## EXERCISE PROMPT
From the entries below, return exactly the lines beginning at the one that contains "#[derive(Clone)]" and ending at the one that contains "pub fn add_filter(mut", both of them included, and only those lines.

(TASK DATA begins)

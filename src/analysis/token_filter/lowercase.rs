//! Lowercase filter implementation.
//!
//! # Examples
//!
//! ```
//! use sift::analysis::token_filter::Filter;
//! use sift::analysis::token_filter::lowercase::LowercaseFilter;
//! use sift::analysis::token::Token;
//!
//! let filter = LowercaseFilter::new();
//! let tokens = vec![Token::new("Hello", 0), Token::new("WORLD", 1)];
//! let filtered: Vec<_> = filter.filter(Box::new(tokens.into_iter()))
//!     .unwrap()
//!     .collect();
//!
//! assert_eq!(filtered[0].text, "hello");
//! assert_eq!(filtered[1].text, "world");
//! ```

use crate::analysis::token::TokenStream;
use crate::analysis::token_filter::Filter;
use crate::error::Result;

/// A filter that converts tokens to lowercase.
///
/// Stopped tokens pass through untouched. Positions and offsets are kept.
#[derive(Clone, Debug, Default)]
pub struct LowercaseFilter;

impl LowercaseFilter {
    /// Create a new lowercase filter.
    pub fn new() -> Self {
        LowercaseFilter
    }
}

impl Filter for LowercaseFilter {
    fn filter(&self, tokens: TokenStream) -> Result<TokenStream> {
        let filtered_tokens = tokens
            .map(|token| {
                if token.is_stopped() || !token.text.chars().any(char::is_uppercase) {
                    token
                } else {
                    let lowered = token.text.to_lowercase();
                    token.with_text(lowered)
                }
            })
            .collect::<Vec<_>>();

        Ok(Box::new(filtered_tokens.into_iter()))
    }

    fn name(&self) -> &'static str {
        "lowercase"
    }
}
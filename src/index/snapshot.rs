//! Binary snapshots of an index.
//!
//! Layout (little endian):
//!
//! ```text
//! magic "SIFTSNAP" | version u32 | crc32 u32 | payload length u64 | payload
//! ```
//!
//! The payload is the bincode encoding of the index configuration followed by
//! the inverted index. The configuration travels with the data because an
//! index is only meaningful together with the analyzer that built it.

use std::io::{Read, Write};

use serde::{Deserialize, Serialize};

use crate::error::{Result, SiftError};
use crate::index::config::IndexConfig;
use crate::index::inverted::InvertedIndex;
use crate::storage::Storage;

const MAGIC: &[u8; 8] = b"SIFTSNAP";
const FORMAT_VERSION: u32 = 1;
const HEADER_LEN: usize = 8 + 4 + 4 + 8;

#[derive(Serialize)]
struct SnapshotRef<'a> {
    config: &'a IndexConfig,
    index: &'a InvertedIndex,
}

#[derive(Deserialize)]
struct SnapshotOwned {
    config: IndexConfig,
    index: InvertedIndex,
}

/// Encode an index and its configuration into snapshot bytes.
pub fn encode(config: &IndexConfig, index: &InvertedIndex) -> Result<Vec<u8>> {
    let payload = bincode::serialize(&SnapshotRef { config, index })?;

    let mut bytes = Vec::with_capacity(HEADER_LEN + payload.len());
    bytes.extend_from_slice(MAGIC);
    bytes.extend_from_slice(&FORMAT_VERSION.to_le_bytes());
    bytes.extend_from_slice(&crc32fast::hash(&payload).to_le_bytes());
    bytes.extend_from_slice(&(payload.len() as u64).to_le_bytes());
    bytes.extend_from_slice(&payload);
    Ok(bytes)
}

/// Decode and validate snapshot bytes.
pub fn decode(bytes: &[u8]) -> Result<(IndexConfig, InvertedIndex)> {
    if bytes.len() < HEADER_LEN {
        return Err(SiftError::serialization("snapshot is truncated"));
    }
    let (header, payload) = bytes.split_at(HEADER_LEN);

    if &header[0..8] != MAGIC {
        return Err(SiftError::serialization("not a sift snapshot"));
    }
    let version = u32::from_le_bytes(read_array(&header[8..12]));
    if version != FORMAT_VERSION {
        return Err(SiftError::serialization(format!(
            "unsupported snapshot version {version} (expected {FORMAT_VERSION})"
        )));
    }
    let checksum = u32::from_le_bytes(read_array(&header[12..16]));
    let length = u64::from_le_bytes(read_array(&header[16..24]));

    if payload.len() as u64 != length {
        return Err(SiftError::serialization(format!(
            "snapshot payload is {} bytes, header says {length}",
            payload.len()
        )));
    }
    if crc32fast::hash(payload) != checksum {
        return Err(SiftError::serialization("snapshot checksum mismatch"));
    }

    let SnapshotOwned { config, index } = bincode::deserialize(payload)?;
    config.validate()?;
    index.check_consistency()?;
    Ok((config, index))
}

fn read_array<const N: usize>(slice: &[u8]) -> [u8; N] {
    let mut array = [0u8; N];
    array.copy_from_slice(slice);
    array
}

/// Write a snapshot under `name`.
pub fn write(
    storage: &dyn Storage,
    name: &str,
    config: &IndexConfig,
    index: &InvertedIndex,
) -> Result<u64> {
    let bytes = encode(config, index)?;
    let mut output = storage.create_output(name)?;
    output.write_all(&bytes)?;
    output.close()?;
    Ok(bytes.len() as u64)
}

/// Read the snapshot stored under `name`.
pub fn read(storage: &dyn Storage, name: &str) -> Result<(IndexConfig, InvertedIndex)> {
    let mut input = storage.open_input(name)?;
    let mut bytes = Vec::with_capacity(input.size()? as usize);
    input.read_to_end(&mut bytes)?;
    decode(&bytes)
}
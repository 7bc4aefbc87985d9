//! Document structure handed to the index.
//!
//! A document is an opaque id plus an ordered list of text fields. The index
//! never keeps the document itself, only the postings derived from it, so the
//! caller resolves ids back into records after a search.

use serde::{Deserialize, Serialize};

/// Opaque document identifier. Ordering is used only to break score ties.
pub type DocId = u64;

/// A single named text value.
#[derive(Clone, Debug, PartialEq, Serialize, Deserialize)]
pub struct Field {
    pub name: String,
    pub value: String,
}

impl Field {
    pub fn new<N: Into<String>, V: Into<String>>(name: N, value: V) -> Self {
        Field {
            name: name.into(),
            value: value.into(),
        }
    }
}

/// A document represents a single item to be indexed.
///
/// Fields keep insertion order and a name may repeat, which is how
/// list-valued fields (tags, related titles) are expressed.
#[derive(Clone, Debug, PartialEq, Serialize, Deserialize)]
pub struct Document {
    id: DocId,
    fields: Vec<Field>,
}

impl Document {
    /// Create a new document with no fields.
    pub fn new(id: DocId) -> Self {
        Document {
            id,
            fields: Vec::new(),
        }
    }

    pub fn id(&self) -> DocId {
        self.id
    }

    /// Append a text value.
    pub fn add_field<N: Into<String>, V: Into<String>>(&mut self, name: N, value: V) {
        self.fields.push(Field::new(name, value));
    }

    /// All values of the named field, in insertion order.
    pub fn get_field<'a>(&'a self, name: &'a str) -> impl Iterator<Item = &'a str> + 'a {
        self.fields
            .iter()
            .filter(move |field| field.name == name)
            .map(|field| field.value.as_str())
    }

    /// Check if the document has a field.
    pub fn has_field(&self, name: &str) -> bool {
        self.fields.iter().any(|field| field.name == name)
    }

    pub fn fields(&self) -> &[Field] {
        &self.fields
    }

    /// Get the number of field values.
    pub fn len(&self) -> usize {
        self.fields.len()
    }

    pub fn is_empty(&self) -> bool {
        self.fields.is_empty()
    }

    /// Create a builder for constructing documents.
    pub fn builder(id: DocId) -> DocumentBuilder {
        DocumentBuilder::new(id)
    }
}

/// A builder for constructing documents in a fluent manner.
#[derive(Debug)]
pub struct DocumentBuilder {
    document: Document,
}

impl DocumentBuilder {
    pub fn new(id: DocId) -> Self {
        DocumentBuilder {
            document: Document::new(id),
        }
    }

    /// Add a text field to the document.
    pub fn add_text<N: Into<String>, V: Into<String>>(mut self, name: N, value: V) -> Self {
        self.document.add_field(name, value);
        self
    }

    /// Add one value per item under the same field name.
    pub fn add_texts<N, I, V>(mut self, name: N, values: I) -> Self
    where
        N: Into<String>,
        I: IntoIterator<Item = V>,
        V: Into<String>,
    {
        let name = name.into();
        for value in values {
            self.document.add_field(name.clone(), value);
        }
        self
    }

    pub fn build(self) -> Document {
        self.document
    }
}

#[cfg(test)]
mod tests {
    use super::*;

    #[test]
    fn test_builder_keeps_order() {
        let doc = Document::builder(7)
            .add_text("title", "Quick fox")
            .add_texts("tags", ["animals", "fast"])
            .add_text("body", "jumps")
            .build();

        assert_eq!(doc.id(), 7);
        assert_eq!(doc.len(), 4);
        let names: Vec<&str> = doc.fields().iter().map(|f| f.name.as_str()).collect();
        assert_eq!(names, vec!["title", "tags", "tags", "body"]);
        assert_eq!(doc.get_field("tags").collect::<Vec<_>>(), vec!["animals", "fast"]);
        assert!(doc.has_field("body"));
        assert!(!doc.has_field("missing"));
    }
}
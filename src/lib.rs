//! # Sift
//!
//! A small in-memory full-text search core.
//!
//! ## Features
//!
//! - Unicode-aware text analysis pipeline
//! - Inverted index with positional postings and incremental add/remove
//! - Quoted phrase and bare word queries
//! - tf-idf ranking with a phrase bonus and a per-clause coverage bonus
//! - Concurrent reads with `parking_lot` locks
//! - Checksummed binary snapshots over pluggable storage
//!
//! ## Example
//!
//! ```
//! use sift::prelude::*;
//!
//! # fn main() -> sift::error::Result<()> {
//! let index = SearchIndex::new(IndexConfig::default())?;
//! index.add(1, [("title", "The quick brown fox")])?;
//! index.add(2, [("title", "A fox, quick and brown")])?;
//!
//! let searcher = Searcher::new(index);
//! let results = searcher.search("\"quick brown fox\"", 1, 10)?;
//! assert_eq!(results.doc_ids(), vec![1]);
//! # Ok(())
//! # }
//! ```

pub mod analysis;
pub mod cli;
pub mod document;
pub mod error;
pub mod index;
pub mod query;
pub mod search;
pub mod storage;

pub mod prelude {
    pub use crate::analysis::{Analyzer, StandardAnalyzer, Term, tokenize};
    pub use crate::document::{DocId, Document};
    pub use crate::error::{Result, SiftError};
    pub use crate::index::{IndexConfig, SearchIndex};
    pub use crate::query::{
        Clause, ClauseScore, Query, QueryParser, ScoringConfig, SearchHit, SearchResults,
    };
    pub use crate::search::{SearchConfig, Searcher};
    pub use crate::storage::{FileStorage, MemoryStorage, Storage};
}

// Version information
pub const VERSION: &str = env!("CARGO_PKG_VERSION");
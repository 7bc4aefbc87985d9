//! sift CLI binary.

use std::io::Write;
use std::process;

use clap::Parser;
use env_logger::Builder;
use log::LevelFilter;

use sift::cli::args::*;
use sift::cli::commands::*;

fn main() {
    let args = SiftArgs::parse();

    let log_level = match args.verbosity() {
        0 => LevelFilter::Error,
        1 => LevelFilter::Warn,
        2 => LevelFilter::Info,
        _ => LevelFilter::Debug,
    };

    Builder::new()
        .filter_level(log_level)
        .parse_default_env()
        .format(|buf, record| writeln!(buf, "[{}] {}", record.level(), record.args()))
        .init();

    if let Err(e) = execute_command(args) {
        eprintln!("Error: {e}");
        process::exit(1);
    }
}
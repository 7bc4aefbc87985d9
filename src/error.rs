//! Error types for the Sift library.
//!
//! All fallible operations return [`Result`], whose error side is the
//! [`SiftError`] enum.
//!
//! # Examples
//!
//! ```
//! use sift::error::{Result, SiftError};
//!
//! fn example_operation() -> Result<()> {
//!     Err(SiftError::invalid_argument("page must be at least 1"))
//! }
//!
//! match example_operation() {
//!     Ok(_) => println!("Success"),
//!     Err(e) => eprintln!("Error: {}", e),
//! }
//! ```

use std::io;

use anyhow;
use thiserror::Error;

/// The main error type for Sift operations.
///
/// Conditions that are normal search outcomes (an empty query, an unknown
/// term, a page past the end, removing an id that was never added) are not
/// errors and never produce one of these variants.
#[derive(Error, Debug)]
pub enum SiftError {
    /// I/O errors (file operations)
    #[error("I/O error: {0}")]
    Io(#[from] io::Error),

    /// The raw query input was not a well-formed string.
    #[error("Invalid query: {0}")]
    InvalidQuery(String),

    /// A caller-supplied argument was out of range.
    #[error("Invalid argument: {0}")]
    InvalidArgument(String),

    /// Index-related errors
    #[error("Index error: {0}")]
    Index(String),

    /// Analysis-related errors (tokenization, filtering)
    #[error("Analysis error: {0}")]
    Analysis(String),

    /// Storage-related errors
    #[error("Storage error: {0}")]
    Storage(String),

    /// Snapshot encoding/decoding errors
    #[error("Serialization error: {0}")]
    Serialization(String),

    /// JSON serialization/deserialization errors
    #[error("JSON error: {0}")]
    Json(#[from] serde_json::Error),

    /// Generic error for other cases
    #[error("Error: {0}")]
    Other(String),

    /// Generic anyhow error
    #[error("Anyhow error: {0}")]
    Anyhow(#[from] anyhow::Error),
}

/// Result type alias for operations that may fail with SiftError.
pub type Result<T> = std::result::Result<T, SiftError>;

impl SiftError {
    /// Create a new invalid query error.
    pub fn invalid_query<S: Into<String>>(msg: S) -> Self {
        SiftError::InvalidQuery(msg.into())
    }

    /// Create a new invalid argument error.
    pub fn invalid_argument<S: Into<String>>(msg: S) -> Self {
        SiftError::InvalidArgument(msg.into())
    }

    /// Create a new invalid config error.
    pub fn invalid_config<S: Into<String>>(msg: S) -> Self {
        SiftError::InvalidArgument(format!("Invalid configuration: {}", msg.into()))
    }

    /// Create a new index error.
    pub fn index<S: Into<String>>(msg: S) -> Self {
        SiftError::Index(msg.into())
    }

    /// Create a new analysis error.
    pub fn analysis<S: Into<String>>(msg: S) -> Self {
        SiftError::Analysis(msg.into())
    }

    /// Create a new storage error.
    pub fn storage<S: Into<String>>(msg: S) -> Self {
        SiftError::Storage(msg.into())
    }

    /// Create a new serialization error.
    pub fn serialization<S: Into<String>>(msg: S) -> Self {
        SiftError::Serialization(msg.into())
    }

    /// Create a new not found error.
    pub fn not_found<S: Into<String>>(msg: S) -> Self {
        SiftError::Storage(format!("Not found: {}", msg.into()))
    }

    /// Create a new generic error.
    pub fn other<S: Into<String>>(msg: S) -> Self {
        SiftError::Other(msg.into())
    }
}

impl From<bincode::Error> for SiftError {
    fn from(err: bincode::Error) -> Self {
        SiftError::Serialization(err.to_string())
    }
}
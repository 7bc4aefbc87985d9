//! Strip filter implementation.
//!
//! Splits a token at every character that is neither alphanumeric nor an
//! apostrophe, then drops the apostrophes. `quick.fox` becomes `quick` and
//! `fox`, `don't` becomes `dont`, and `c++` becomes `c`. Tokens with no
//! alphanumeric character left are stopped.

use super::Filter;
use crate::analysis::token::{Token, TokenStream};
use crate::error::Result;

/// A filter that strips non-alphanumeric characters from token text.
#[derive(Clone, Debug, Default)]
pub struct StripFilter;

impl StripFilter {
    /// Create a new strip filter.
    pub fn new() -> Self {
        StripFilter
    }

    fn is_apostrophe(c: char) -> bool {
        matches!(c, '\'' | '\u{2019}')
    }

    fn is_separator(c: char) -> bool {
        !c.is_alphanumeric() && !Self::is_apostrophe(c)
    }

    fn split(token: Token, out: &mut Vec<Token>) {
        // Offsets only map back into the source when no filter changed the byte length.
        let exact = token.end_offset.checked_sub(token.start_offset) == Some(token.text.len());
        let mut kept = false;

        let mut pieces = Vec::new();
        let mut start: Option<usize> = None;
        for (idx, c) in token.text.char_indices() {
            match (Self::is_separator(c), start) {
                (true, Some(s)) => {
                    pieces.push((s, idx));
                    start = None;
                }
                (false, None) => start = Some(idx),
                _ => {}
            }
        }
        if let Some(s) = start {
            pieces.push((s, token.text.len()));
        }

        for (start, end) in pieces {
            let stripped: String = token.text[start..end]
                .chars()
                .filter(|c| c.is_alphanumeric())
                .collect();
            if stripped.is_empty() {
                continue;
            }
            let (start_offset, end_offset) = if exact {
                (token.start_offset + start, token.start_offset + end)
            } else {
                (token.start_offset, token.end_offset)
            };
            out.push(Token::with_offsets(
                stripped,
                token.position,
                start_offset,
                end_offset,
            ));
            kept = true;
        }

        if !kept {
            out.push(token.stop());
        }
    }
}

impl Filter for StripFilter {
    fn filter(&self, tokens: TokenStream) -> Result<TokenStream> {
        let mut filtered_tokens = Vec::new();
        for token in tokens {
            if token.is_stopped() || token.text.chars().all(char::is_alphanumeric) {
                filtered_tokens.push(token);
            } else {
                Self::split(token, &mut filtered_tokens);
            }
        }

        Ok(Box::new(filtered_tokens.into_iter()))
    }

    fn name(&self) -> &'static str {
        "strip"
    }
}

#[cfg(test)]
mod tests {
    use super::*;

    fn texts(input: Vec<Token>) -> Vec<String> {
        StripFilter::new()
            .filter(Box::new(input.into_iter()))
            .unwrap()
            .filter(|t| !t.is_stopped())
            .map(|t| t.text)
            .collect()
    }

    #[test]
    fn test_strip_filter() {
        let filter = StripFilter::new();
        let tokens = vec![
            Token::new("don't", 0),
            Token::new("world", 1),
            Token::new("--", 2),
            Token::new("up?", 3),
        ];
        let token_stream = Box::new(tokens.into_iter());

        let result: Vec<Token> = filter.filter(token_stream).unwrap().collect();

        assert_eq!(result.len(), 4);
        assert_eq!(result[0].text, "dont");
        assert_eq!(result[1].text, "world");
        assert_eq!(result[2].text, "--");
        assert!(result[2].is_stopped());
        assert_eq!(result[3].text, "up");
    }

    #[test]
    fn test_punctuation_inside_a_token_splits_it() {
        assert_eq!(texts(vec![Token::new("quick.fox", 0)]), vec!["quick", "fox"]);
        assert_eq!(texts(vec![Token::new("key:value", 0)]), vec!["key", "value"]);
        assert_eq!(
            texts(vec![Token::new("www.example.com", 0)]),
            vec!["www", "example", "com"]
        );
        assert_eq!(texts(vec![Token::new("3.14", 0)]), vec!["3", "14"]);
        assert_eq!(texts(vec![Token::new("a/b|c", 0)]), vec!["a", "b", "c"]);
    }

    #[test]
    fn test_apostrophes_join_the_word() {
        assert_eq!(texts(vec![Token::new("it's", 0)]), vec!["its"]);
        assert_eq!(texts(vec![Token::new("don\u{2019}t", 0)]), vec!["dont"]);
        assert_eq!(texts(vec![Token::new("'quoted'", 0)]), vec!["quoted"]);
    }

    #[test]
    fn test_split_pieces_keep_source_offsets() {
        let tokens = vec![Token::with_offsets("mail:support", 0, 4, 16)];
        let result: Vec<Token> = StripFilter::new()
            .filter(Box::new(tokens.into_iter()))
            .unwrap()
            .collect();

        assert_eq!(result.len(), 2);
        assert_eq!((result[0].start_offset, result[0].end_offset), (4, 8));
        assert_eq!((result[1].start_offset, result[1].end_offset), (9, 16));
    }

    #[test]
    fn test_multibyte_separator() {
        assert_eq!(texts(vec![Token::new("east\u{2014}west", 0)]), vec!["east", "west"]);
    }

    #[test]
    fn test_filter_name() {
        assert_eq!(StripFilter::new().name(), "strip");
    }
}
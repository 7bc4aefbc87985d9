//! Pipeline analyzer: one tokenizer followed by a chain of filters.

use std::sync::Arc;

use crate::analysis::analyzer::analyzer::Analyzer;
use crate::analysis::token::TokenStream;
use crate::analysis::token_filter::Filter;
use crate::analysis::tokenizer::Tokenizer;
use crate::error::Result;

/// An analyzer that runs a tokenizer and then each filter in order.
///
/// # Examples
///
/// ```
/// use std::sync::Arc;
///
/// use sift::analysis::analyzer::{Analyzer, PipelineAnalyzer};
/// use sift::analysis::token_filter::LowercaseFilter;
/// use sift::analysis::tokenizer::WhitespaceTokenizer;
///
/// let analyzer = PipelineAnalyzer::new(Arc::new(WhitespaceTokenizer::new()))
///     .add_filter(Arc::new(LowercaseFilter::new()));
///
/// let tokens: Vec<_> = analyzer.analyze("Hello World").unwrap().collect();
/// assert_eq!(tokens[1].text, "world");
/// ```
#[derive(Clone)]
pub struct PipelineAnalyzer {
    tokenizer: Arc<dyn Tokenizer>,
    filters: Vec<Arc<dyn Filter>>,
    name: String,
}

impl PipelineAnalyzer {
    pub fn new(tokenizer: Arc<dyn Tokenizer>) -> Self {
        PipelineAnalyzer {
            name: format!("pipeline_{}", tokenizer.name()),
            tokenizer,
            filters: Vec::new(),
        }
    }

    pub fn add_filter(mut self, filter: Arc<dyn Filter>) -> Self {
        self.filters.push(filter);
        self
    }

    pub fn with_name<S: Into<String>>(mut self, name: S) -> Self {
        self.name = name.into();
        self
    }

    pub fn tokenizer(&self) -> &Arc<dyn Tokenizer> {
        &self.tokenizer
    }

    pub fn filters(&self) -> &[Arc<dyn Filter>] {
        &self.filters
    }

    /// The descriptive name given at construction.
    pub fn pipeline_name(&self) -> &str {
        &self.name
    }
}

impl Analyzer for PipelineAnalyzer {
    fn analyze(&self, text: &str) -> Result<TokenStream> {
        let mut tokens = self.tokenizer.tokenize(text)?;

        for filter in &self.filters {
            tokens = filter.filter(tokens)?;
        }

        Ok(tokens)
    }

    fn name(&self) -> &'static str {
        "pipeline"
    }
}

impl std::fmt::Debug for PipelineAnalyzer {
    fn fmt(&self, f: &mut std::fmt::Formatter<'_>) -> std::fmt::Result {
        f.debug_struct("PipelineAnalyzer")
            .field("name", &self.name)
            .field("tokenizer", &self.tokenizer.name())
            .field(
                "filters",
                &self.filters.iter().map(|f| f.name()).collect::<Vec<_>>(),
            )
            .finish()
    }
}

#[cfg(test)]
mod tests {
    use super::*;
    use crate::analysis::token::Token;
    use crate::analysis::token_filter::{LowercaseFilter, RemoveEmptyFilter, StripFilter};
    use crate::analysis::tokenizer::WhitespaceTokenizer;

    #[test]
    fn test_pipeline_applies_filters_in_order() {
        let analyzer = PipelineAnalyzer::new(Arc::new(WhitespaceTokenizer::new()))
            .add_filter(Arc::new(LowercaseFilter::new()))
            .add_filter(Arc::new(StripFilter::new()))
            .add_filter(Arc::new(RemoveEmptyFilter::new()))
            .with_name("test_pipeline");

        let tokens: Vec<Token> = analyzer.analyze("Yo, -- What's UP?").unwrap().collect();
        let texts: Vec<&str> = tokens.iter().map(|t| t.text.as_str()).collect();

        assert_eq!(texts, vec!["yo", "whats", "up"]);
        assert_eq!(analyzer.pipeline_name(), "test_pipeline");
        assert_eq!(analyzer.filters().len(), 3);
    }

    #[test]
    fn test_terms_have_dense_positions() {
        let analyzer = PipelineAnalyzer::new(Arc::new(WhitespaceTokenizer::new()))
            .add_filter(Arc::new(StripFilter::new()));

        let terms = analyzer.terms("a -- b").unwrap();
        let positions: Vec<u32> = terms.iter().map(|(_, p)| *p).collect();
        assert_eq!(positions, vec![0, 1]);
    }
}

(TASK DATA ends)

## OUTPUT FOR THIS TASK
#[derive(Clone)]
pub struct PipelineAnalyzer {
    tokenizer: Arc<dyn Tokenizer>,
    filters: Vec<Arc<dyn Filter>>,
    name: String,
}

impl PipelineAnalyzer {
    pub fn new(tokenizer: Arc<dyn Tokenizer>) -> Self {
        PipelineAnalyzer {
            name: format!("pipeline_{}", tokenizer.name()),
            tokenizer,
            filters: Vec::new(),
        }
    }

    pub fn add_filter(mut self, filter: Arc<dyn Filter>) -> Self {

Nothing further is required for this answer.